Essential Skills/Experience:
• An advanced degree in a scientific discipline with extensive relevant experience/knowledge.
• Deep understanding of global regulatory science and integration with program strategy.
• Long standing experience of overall drug/biologic development processes and strategies for high profile, complex or novel development programs.
• Broad background of experience working in pharmaceutical business and prior experience in several areas within regulatory affairs.
• Proven experience leading regulatory, cross-functional teams, and stakeholder management.
• Successful leadership of at least one global regulatory marketing approval as GRL across major regions (US and EU) including leading response team and labeling negotiations.
• Ability to think strategically and critically and evaluate risks to regulatory activities.
• Previous experience in leading major Health Authority interactions.
• Excellent oral, written, and presentation skills.
• Strong organisational skills.
• Ability to work in a fast-paced environment in a hands-on fashion.
• Flexible and proactive, with the ability to manage multiple projects and successfully adapt to changing business needs and priorities.
Desirable Skills/Experience:
• Experience with FDA advisory committee and CHMP oral explanation.
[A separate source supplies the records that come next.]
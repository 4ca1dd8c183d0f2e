use super::{pad_row, BufferSink};
use crate::app::{App, Mode};
use dig_core::{draw_clipped, text_width, Point, Rect};
use ratatui::{buffer::Buffer, style::Style};

const NORMAL_HELP: &str = "q: quit, j/k: move, f/b: page, tab: switch pane, /: find, s: side panel, </>: resize side";

/// Draw the single status row: key help or the find prompt.
pub fn draw_status(buf: &mut Buffer, app: &App, rect: Rect) {
    if rect.is_empty() {
        return;
    }
    let style = Style::default()
        .fg(app.theme.status_fg)
        .bg(app.theme.status_bg);
    let width = rect.width();

    let (left, right) = match app.session.mode {
        Mode::Normal => {
            let position = format!(
                "{}/{}",
                app.screen.list.current() + 1,
                app.session.records.len()
            );
            (NORMAL_HELP.to_string(), position)
        }
        Mode::Find => {
            let mut prompt = format!("find: {}", app.session.query);
            if app.session.find_missed {
                prompt.push_str("  (no match)");
            }
            (prompt, String::new())
        }
    };

    let right_width = text_width(&right);
    let left_width = if right_width == 0 {
        width
    } else {
        width.saturating_sub(right_width + 1)
    };

    let mut sink = BufferSink::new(buf, style);
    let filled = draw_clipped(&mut sink, rect.origin, &left, 0, left_width);
    pad_row(buf, rect, 0, filled, style);

    if right_width > 0 && right_width <= width {
        let at = Point::new(rect.origin.line, rect.origin.column + width - right_width);
        let mut sink = BufferSink::new(buf, style);
        draw_clipped(&mut sink, at, &right, 0, right_width);
    }
}
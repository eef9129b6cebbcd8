//! Relay flows
//!
//! The polling building blocks, [`AttestationPoller`] and
//! [`MessageStatusTracker`], and the two orchestrators built on them:
//! [`CctpFinalizer`] for CCTP v1 messages and [`OpStackFinalizer`] for OP Stack
//! withdrawals.

mod cctp;
mod config;
mod op_stack;
mod poller;
mod tracker;

pub use cctp::{CctpFinalizer, FinalizeOutcome};
pub use config::{PollingConfig, ATTESTATION_PATH_V1, IRIS_API, IRIS_API_SANDBOX};
pub use op_stack::{OpStackFinalizer, StageOutcome};
pub use poller::AttestationPoller;
pub use tracker::MessageStatusTracker;
//! Environment driven configuration
//!
//! Variables are read from the process environment, with a `.env` file in the
//! working directory honoured through [`dotenvy`]:
//!
//! | Variable | Used for |
//! |---|---|
//! | `RPC_MAINNET` | Ethereum, and L1 of the OP Stack flow |
//! | `RPC_AVALANCHE`, `RPC_ARBITRUM`, `RPC_BASE`, `RPC_POLYGON` | CCTP chains |
//! | `RPC_OPTIMISM` | Optimism, and L2 of the OP Stack flow |
//! | `PRIVATE_KEY` | signer for every submission (optional until something is submitted) |
//! | `IRIS_API_URL` | attestation service base URL, defaults to [`IRIS_API`] |
//! | `ATTESTATION_POLL_INTERVAL_SECS`, `ATTESTATION_MAX_WAIT_SECS` | attestation polling |
//! | `STATUS_POLL_INTERVAL_SECS`, `STATUS_MAX_WAIT_SECS` | receipt and withdrawal status polling |

use alloy_primitives::Address;
use alloy_signer_local::PrivateKeySigner;
use std::fmt;
use std::str::FromStr;
use tracing::{debug, warn};
use url::Url;

use crate::bridge::{PollingConfig, IRIS_API};
use crate::chain::{
    L2_TO_L1_MESSAGE_PASSER, OP_MAINNET_L1_CROSS_DOMAIN_MESSENGER, OP_MAINNET_OPTIMISM_PORTAL,
};
use crate::error::{FinalizerError, Result};
use crate::protocol::DomainId;

/// RPC endpoint per CCTP chain, any of which may be absent
#[derive(Debug, Clone, Default, PartialEq, Eq)]
pub struct RpcEndpoints {
    pub ethereum: Option<Url>,
    pub avalanche: Option<Url>,
    pub optimism: Option<Url>,
    pub arbitrum: Option<Url>,
    pub base: Option<Url>,
    pub polygon: Option<Url>,
}

impl RpcEndpoints {
    pub fn get(&self, domain: DomainId) -> Option<&Url> {
        match domain {
            DomainId::Ethereum => self.ethereum.as_ref(),
            DomainId::Avalanche => self.avalanche.as_ref(),
            DomainId::Optimism => self.optimism.as_ref(),
            DomainId::Arbitrum => self.arbitrum.as_ref(),
            DomainId::Base => self.base.as_ref(),
            DomainId::Polygon => self.polygon.as_ref(),
        }
    }

    fn from_lookup(lookup: &impl Fn(&str) -> Option<String>) -> Result<Self> {
        Ok(Self {
            ethereum: url_var(lookup, "RPC_MAINNET")?,
            avalanche: url_var(lookup, "RPC_AVALANCHE")?,
            optimism: url_var(lookup, "RPC_OPTIMISM")?,
            arbitrum: url_var(lookup, "RPC_ARBITRUM")?,
            base: url_var(lookup, "RPC_BASE")?,
            polygon: url_var(lookup, "RPC_POLYGON")?,
        })
    }
}

/// OP Stack withdrawal path: L2 source, L1 destination and the L1 contracts
#[derive(Debug, Clone, PartialEq, Eq)]
pub struct OpStackConfig {
    pub l1_rpc_url: Option<Url>,
    pub l2_rpc_url: Option<Url>,
    pub optimism_portal: Address,
    pub l1_cross_domain_messenger: Address,
    pub message_passer: Address,
}

impl OpStackConfig {
    /// OP Mainnet contracts with the given endpoints
    pub fn op_mainnet(l1_rpc_url: Option<Url>, l2_rpc_url: Option<Url>) -> Self {
        Self {
            l1_rpc_url,
            l2_rpc_url,
            optimism_portal: OP_MAINNET_OPTIMISM_PORTAL,
            l1_cross_domain_messenger: OP_MAINNET_L1_CROSS_DOMAIN_MESSENGER,
            message_passer: L2_TO_L1_MESSAGE_PASSER,
        }
    }
}

/// Everything the finalizers need from the environment
#[derive(Clone)]
pub struct FinalizerConfig {
    pub rpc: RpcEndpoints,
    pub op_stack: OpStackConfig,
    pub iris_api_url: Url,
    pub attestation_polling: PollingConfig,
    pub status_polling: PollingConfig,
    private_key: Option<String>,
}

/// Custom Debug that redacts the private key to prevent accidental log leakage.
impl fmt::Debug for FinalizerConfig {
    fn fmt(&self, f: &mut fmt::Formatter<'_>) -> fmt::Result {
        f.debug_struct("FinalizerConfig")
            .field("rpc", &self.rpc)
            .field("op_stack", &self.op_stack)
            .field("iris_api_url", &self.iris_api_url)
            .field("attestation_polling", &self.attestation_polling)
            .field("status_polling", &self.status_polling)
            .field(
                "private_key",
                &self.private_key.as_ref().map(|_| "<redacted>"),
            )
            .finish()
    }
}

impl FinalizerConfig {
    /// Loads `.env` if present, then reads the process environment
    pub fn from_env() -> Result<Self> {
        match dotenvy::dotenv() {
            Ok(path) => debug!(path = %path.display(), event = "dotenv_loaded"),
            Err(e) if e.not_found() => {}
            Err(e) => warn!(error = %e, event = "dotenv_load_failed"),
        }
        Self::from_lookup(|key| std::env::var(key).ok())
    }

    /// Builds the configuration from an arbitrary variable source
    pub fn from_lookup(lookup: impl Fn(&str) -> Option<String>) -> Result<Self> {
        let rpc = RpcEndpoints::from_lookup(&lookup)?;
        let op_stack = OpStackConfig::op_mainnet(rpc.ethereum.clone(), rpc.optimism.clone());

        let iris_api_url = match non_empty(&lookup, "IRIS_API_URL") {
            Some(raw) => parse_url("IRIS_API_URL", &raw)?,
            None => parse_url("IRIS_API_URL", IRIS_API)?,
        };

        let attestation_polling = polling_from(
            &lookup,
            PollingConfig::default(),
            "ATTESTATION_POLL_INTERVAL_SECS",
            "ATTESTATION_MAX_WAIT_SECS",
        )?;
        let status_polling = polling_from(
            &lookup,
            PollingConfig::status(),
            "STATUS_POLL_INTERVAL_SECS",
            "STATUS_MAX_WAIT_SECS",
        )?;

        Ok(Self {
            rpc,
            op_stack,
            iris_api_url,
            attestation_polling,
            status_polling,
            private_key: non_empty(&lookup, "PRIVATE_KEY"),
        })
    }

    /// Parses `PRIVATE_KEY`
    ///
    /// A missing key is not an error here: read-only operations work without
    /// one, submissions fail with [`FinalizerError::MissingCredential`].
    pub fn signer(&self) -> Result<Option<PrivateKeySigner>> {
        self.private_key
            .as_deref()
            .map(|key| {
                PrivateKeySigner::from_str(key)
                    .map_err(|e| FinalizerError::InvalidConfig(format!("PRIVATE_KEY: {e}")))
            })
            .transpose()
    }

    pub fn with_private_key(mut self, key: impl Into<String>) -> Self {
        self.private_key = Some(key.into());
        self
    }
}

fn non_empty(lookup: &impl Fn(&str) -> Option<String>, key: &str) -> Option<String> {
    lookup(key)
        .map(|value| value.trim().to_string())
        .filter(|value| !value.is_empty())
}

fn parse_url(key: &str, raw: &str) -> Result<Url> {
    Url::parse(raw).map_err(|e| FinalizerError::InvalidUrl {
        reason: format!("{key}={raw}: {e}"),
    })
}

fn url_var(lookup: &impl Fn(&str) -> Option<String>, key: &str) -> Result<Option<Url>> {
    non_empty(lookup, key)
        .map(|raw| parse_url(key, &raw))
        .transpose()
}

fn secs_var(lookup: &impl Fn(&str) -> Option<String>, key: &str) -> Result<Option<u64>> {
    non_empty(lookup, key)
        .map(|raw| {
            raw.parse::<u64>()
                .map_err(|e| FinalizerError::InvalidConfig(format!("{key}={raw}: {e}")))
        })
        .transpose()
}

fn polling_from(
    lookup: &impl Fn(&str) -> Option<String>,
    defaults: PollingConfig,
    interval_key: &str,
    max_wait_key: &str,
) -> Result<PollingConfig> {
    let mut polling = defaults;
    if let Some(secs) = secs_var(lookup, interval_key)? {
        polling = polling.with_poll_interval_secs(secs);
    }
    if let Some(secs) = secs_var(lookup, max_wait_key)? {
        polling = polling.with_max_wait_secs(secs);
    }
    Ok(polling)
}
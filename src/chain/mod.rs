//! Chain configuration, contract addresses and the network registry
//!
//! This module contains the per-chain receiver addresses for CCTP v1, the
//! OP Mainnet withdrawal contracts and the [`NetworkRegistry`] that maps
//! network names and domain ids to [`ChainDescriptor`]s.

pub(crate) mod addresses;
mod config;
mod registry;

pub use addresses::*;
pub use config::CctpV1;
pub use registry::{ChainDescriptor, NetworkRegistry};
• Experience working on due diligence activities and in a business alliance environment.
• Experience in leading and growing people through coaching or mentorship.
• Contribution to non-project business initiatives (e.g. at a portfolio or cross functional level).
• Experience in Oncology (small molecules and biologics) is preferred.
Why AstraZeneca: Join a science-led company advancing life-changing medicines with urgency and precision, where bold thinking meets rigorous execution to solve complex health challenges. Here, unexpected teams come together to spark new ideas, and diverse perspectives are not just welcomed but relied upon to unlock smarter, faster paths for patients.
Recognising the importance of individualised flexibility, our ways of working allow employees to balance personal and work commitments while ensuring we continue to create a strong culture of collaboration and teamwork by engaging face-to-face in our offices 3 days a week.
Date Posted 10-Jul-2026 Closing Date 24-Jul-2026
Our mission is to build an inclusive and equitable environment. We want people to feel they belong at AstraZeneca and Alexion, starting with our recruitment process. We welcome and consider applications from all qualified candidates, regardless of characteristics. We offer reasonable adjustments/accommodations to help all candidates to perform at their best. If you have a need for any adjustments/accommodations, please complete the section in the application form.